● Your assignment
Each line of the records that includes "stroke" should be found and copied.

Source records

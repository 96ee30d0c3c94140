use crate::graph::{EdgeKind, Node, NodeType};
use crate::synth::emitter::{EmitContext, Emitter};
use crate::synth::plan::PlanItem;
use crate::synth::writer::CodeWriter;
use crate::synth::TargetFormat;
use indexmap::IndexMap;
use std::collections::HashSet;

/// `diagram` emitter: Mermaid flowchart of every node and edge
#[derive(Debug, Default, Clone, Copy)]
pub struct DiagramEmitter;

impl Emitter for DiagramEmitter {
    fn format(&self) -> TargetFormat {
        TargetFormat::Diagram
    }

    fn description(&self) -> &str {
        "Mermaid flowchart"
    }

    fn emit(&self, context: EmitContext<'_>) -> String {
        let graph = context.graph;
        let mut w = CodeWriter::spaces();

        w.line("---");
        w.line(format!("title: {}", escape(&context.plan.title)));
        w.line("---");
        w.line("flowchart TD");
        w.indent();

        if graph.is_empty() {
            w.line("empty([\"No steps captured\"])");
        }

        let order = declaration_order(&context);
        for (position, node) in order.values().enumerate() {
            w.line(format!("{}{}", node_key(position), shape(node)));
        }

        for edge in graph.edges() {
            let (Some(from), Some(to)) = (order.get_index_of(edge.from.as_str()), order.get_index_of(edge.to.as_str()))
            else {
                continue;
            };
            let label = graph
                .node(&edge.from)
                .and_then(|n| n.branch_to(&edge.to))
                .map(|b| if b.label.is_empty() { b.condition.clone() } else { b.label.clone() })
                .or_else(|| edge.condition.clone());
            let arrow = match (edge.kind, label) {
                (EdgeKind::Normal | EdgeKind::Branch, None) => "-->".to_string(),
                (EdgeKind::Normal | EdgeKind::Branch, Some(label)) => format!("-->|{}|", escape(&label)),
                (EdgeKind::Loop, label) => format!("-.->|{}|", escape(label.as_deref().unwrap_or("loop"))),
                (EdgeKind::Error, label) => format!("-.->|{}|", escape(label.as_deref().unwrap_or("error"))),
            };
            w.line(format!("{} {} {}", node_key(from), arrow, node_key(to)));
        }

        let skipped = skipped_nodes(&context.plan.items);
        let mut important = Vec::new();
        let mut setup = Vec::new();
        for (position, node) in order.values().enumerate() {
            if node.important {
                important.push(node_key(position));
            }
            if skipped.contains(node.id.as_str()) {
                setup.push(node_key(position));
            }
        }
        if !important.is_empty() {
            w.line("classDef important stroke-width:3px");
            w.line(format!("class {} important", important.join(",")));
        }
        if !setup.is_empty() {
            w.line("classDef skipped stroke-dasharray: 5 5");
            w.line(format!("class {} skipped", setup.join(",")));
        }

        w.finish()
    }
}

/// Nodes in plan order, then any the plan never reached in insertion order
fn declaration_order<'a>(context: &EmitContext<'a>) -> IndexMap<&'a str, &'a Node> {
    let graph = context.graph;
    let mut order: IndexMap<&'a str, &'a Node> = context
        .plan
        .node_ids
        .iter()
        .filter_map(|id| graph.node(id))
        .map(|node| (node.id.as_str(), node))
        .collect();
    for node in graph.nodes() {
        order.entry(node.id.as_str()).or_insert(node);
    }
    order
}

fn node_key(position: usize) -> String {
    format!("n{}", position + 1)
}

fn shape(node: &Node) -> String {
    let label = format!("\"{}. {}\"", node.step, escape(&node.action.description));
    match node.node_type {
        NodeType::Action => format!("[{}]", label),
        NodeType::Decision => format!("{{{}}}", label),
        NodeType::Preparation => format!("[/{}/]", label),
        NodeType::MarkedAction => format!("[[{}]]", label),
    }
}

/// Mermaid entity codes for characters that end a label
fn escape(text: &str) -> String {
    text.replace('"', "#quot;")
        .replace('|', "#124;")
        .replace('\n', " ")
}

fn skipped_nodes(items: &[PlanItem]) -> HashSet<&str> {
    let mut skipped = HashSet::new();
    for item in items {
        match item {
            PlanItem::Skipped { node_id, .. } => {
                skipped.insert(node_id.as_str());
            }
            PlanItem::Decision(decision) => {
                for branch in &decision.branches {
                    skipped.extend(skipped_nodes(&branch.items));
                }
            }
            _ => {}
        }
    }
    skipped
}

● Written solution
            w.line("classDef important stroke-width:3px");
            w.line("classDef skipped stroke-dasharray: 5 5");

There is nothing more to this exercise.